3. Creating Petal Patterns and Pleating Effects
Using the Polygon Tool, we traced petal shapes for the skirt from a photo, then applied accordion pleat effect with the Internal Polygon Tool and Pleat Tool. The result was an elegant, multi-layered skirt with beautiful texture and movement. Thanks to Marvelous Designer's new PBR Texture Generator, we were also able to auto-generate texture maps (normal, opacity, metalness, displacement) with a single click, further enhancing the realism.

4. Adding Ruffles and Topstitching
For the finishing touch, we created ruffles by sewing longer pattern edges onto shorter ones. And using the Topstitch Tool, we added stitching details that elevated the garment’s realism.

After completing the garment design and the initial simulation in Marvelous Designer, we move on to caching the animation.

Animation Caching

First, using the Pin Tool, we secure certain parts of the garment to the character model by double-clicking the edge lines of the pattern pieces, quickly pinning the entire line. The Tack Tool is another way we can constrain the fabric to the model, while also allowing for length adjustments that control the distance between the fabric and the model.
To cache the animation, we change the simulation preset to Animation, reduce the gravity value and increase air damping to simulate a floating, fairy-like effect. When all settings are in place, we click Record to start recording the animation cache. This cache will store all the necessary animation data, which can later be exported to Unreal Engine with full fidelity, preserving all simulation effects.

Calla Lily Creation

The vegetation in the scene is also modeled and simulated using Marvelous Designer. During the animation recording process, we can adjust the position and angle of the wind in real-time to create these natural dynamic effects.
Marvelous Designer’s keyframe editing tool allows us to create perfect looping animations without frame skips—ideal for in-game sequences. Similar to video editing tools, we can cut layers and move layers horizontally. Copy the first frame and paste it at the end of the animation.
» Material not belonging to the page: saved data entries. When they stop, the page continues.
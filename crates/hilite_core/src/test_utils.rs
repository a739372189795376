//! Visitors and helpers shared by the unit tests.

use std::collections::HashMap;
use std::sync::Arc;

use parking_lot::Mutex;

use hilite_ast::{Element, ElementId, SyntaxTree};

use crate::{HighlightInfo, HighlightVisitor, InfoHolder, Severity, SourceFile, ToolId, VisitError};

pub fn file_for(tree: &SyntaxTree) -> SourceFile<'_> {
    SourceFile::new(tree, "").with_language("bracket")
}

pub fn test_pool() -> rayon::ThreadPool {
    rayon::ThreadPoolBuilder::new()
        .num_threads(2)
        .build()
        .unwrap()
}

/// A visitor that reports nothing, with configurable selection flags.
#[derive(Debug, Clone)]
pub struct FixedVisitor {
    name: &'static str,
    dumb_aware: bool,
    rainbow: bool,
    language: Option<&'static str>,
}

impl FixedVisitor {
    pub fn new(name: &'static str) -> Self {
        Self {
            name,
            dumb_aware: false,
            rainbow: false,
            language: None,
        }
    }

    pub fn dumb_aware(mut self) -> Self {
        self.dumb_aware = true;
        self
    }

    pub fn rainbow(mut self) -> Self {
        self.rainbow = true;
        self
    }

    pub fn only_language(mut self, language: &'static str) -> Self {
        self.language = Some(language);
        self
    }
}

impl HighlightVisitor for FixedVisitor {
    fn id(&self) -> ToolId {
        ToolId::new(self.name)
    }

    fn suitable_for(&self, file: &SourceFile<'_>) -> bool {
        self.language.is_none_or(|lang| lang == file.language)
    }

    fn is_dumb_aware(&self) -> bool {
        self.dumb_aware
    }

    fn is_rainbow(&self) -> bool {
        self.rainbow
    }

    fn fresh_instance(&self) -> Box<dyn HighlightVisitor> {
        Box::new(self.clone())
    }

    fn visit(
        &mut self,
        _file: &SourceFile<'_>,
        _element: Element<'_>,
        _holder: &mut InfoHolder,
    ) -> Result<(), VisitError> {
        Ok(())
    }
}

/// Something a [`ScriptedVisitor`] does when it reaches an element.
#[derive(Debug, Clone)]
pub enum Action {
    /// Adds a diagnostic over the element's span.
    Report(Severity),
    Fail,
    Panic,
    Cancel,
    Dispose,
    IndexNotReady,
}

/// A visitor driven by a per-element script that records what it visits.
#[derive(Debug, Clone)]
pub struct ScriptedVisitor {
    name: &'static str,
    script: HashMap<ElementId, Vec<Action>>,
    visited: Arc<Mutex<Vec<ElementId>>>,
    completed: bool,
    fail_before: bool,
    fail_after: Option<VisitError>,
    before: Vec<HighlightInfo>,
    after: Vec<HighlightInfo>,
}

impl ScriptedVisitor {
    pub fn new(name: &'static str) -> Self {
        Self {
            name,
            script: HashMap::new(),
            visited: Arc::new(Mutex::new(Vec::new())),
            completed: true,
            fail_before: false,
            fail_after: None,
            before: Vec::new(),
            after: Vec::new(),
        }
    }

    pub fn on(mut self, index: usize, action: Action) -> Self {
        self.script
            .entry(ElementId::from_index(index))
            .or_default()
            .push(action);
        self
    }

    pub fn returning(mut self, completed: bool) -> Self {
        self.completed = completed;
        self
    }

    pub fn failing_before(mut self) -> Self {
        self.fail_before = true;
        self
    }

    pub fn failing_after(mut self, error: VisitError) -> Self {
        self.fail_after = Some(error);
        self
    }

    pub fn before(mut self, info: HighlightInfo) -> Self {
        self.before.push(info);
        self
    }

    pub fn after(mut self, info: HighlightInfo) -> Self {
        self.after.push(info);
        self
    }

    /// Log of visited elements, shared with every fresh instance.
    pub fn visited(&self) -> Arc<Mutex<Vec<ElementId>>> {
        Arc::clone(&self.visited)
    }
}

impl HighlightVisitor for ScriptedVisitor {
    fn id(&self) -> ToolId {
        ToolId::new(self.name)
    }

    fn suitable_for(&self, _file: &SourceFile<'_>) -> bool {
        true
    }

    fn fresh_instance(&self) -> Box<dyn HighlightVisitor> {
        Box::new(self.clone())
    }

    fn before_pass(
        &mut self,
        _file: &SourceFile<'_>,
        _update_all: bool,
        infos: &mut Vec<HighlightInfo>,
    ) -> Result<(), VisitError> {
        if self.fail_before {
            return Err(VisitError::failed("before_pass exploded"));
        }
        infos.extend(self.before.iter().cloned());
        Ok(())
    }

    fn visit(
        &mut self,
        _file: &SourceFile<'_>,
        element: Element<'_>,
        holder: &mut InfoHolder,
    ) -> Result<(), VisitError> {
        self.visited.lock().push(element.id());
        for action in self.script.get(&element.id()).into_iter().flatten() {
            match action {
                Action::Report(severity) => {
                    holder.add(HighlightInfo::new(*severity, element.span(), "scripted"))
                }
                Action::Fail => return Err(VisitError::failed("scripted failure")),
                Action::Panic => panic!("scripted panic"),
                Action::Cancel => return Err(VisitError::Cancelled),
                Action::Dispose => return Err(VisitError::disposed("scripted disposal")),
                Action::IndexNotReady => return Err(VisitError::IndexNotReady),
            }
        }
        Ok(())
    }

    fn after_pass(
        &mut self,
        _file: &SourceFile<'_>,
        infos: &mut Vec<HighlightInfo>,
    ) -> Result<bool, VisitError> {
        infos.extend(self.after.iter().cloned());
        match &self.fail_after {
            Some(error) => Err(error.clone()),
            None => Ok(self.completed),
        }
    }
}
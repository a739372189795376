//! Tree command implementation

use std::fmt::Write as _;
use std::path::Path;

use miette::{IntoDiagnostic, Result};

use hilite_ast::{Element, NodeData};
use hilite_parser::{BracketParser, Parser};

pub fn run_tree(path: &Path, json: bool) -> Result<()> {
    let source = std::fs::read_to_string(path)
        .map_err(|e| miette::miette!("Failed to read {}: {}", path.display(), e))?;
    let tree = BracketParser::new().parse(&source).into_diagnostic()?;

    if json {
        println!(
            "{}",
            serde_json::to_string_pretty(&tree.root()).into_diagnostic()?
        );
    } else {
        print!("{}", render(tree.root(), &source));
    }
    Ok(())
}

/// Renders an element and its descendants, one per line.
pub fn render(root: Element<'_>, source: &str) -> String {
    let mut out = String::new();
    let mut stack = vec![(root, 0usize)];
    while let Some((element, depth)) = stack.pop() {
        let _ = write!(
            out,
            "{:indent$}{} {}",
            "",
            element.kind().as_str(),
            element.span(),
            indent = depth * 2
        );
        match element.data() {
            NodeData::Group { open, closed } => {
                let _ = write!(out, " {}", open);
                if !closed {
                    out.push_str(" (unclosed)");
                }
            }
            NodeData::None if !element.kind().is_parent() => {
                let _ = write!(out, " {:?}", element.text(source));
            }
            NodeData::None => {}
        }
        out.push('\n');

        for child in element.children().rev() {
            stack.push((child, depth + 1));
        }
    }
    out
}

#[cfg(test)]
mod tests {
    use super::*;
    use pretty_assertions::assert_eq;

    #[test]
    fn test_render() {
        let source = "(a \"s\") ; hi\n[b";
        let tree = BracketParser::new().parse(source).unwrap();
        let expected = "\
file 0..15
  group 0..7 (
    atom 1..2 \"a\"
    str 3..6 \"\\\"s\\\"\"
  comment 8..12 \"; hi\"
  group 13..15 [ (unclosed)
    atom 14..15 \"b\"
";
        assert_eq!(render(tree.root(), source), expected);
    }
}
The last frame of the animation blends into the first frame, creating a perfect cycle animation.

Once the animation was complete, both the fairy's garment and the calla lily were imported into Unreal Engine using the LiveSync Plugin, which maintains the accuracy of materials, animations, and textures during the transfer.

Transfer to Unreal Engine with LiveSync

Now that the fairy’s garment is complete, it’s time to bring the animation into Unreal Engine using the LiveSync plugin.
After Install and Activate LiveSync, ensure that Marvelous Designer is running, then open the LiveSync Editor in Unreal Engine, and click the “Update” button.
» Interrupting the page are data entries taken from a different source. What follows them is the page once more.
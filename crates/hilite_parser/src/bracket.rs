//! Bracket-language parser.
//!
//! The language is a minimal s-expression dialect:
//!
//! - `(` ... `)` and `[` ... `]` open and close groups
//! - `;` starts a comment running to the end of the line
//! - `"` ... `"` is a string, `\` escapes the next character
//! - anything else up to whitespace or a delimiter is an atom
//!
//! The parser is error tolerant. A closing bracket that does not match the
//! innermost open group becomes an `Error` leaf, an unterminated string
//! becomes an `Error` leaf, and groups still open at the end of input are
//! kept with `closed: false`.

use hilite_ast::{NodeData, NodeKind, Span, SyntaxTree, TreeBuilder};

use crate::{ParseError, Parser};

/// Parser for the bracket language.
#[derive(Debug, Default, Clone, Copy)]
pub struct BracketParser;

impl BracketParser {
    pub fn new() -> Self {
        Self
    }
}

fn closer_for(open: char) -> char {
    if open == '[' { ']' } else { ')' }
}

fn is_delimiter(c: char) -> bool {
    c.is_whitespace() || matches!(c, '(' | ')' | '[' | ']' | ';' | '"')
}

impl Parser for BracketParser {
    fn name(&self) -> &str {
        "bracket"
    }

    fn extensions(&self) -> &[&str] {
        &["sx", "lisp", "scm"]
    }

    fn parse(&self, source: &str) -> Result<SyntaxTree, ParseError> {
        if u32::try_from(source.len()).is_err() {
            return Err(ParseError::invalid_source(format!(
                "source of {} bytes exceeds the 4 GiB limit",
                source.len()
            )));
        }
        if let Some(offset) = source.find('\0') {
            return Err(ParseError::invalid_source_at("NUL byte in source", offset));
        }

        let len = source.len() as u32;
        let mut builder = TreeBuilder::new();
        builder.start_node(NodeKind::File, 0);
        let mut open_groups: Vec<char> = Vec::new();

        let mut chars = source.char_indices().peekable();
        while let Some((i, c)) = chars.next() {
            let start = i as u32;
            match c {
                c if c.is_whitespace() => {}
                '(' | '[' => {
                    builder.start_node_with(
                        NodeKind::Group,
                        start,
                        NodeData::Group {
                            open: c,
                            closed: false,
                        },
                    );
                    open_groups.push(c);
                }
                ')' | ']' => match open_groups.last() {
                    Some(&open) if closer_for(open) == c => {
                        builder.set_data(NodeData::Group { open, closed: true });
                        builder.finish_node(start + 1);
                        open_groups.pop();
                    }
                    _ => {
                        builder.leaf(NodeKind::Error, Span::new(start, start + 1));
                    }
                },
                ';' => {
                    let mut end = len;
                    while let Some(&(j, next)) = chars.peek() {
                        if next == '\n' {
                            end = j as u32;
                            break;
                        }
                        chars.next();
                    }
                    builder.leaf(NodeKind::Comment, Span::new(start, end));
                }
                '"' => {
                    let mut end = None;
                    while let Some((j, next)) = chars.next() {
                        match next {
                            '\\' => {
                                chars.next();
                            }
                            '"' => {
                                end = Some(j as u32 + 1);
                                break;
                            }
                            _ => {}
                        }
                    }
                    match end {
                        Some(end) => builder.leaf(NodeKind::Str, Span::new(start, end)),
                        None => builder.leaf(NodeKind::Error, Span::new(start, len)),
                    };
                }
                _ => {
                    let mut end = start + c.len_utf8() as u32;
                    while let Some(&(j, next)) = chars.peek() {
                        if is_delimiter(next) {
                            break;
                        }
                        end = (j + next.len_utf8()) as u32;
                        chars.next();
                    }
                    builder.leaf(NodeKind::Atom, Span::new(start, end));
                }
            }
        }

        for _ in open_groups.drain(..) {
            builder.finish_node(len);
        }
        builder.finish_node(len);
        Ok(builder.finish())
    }
}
The scene in Marvelous Designer is imported into the LiveSync Editor. In the editor, we can see that the shader balls have been automatically created based on the fabrics assigned in Marvelous Designer. We can also activate Unified Material; by clicking update again, the plugin will generate unified materials based on UV coordinates.The capabilities of the LiveSync plugin aren’t limited to importing. MetaHuman characters, or any skeletal meshes, can be exported to and from Unreal Engine. Making it easier to create and simulate clothing for your characters.
With all assets successfully imported, we used Unreal Engine’s Sequencer to animate and render the final scene. The fairy’s clothing, wings, and environment elements like calla lilies were all modeled and simulated in Marvelous Designer before being synchronized with Unreal Engine via the LiveSync plugin.

Leveraging Chaos Cloth with USD Export

The LiveSync plugin is suitable for rendering animations, creating videos, and cinematics using Unreal Engine. It can also be used to import environmental assets from Marvelous Designer (such as the calla lilies in this scene). But for users seeking real-time fabric simulation, Marvelous Designer’s USD Export Simulation Data is an invaluable asset, especially when paired with Unreal Engine’s Chaos Cloth. Let’s break down the process:

Optimizing for Chaos Cloth: The fairy’s garment, with its complex layering, needed to be optimized before importing into Unreal Engine. By splitting the dress into three parts—skinned mesh, simulation mesh, and render mesh.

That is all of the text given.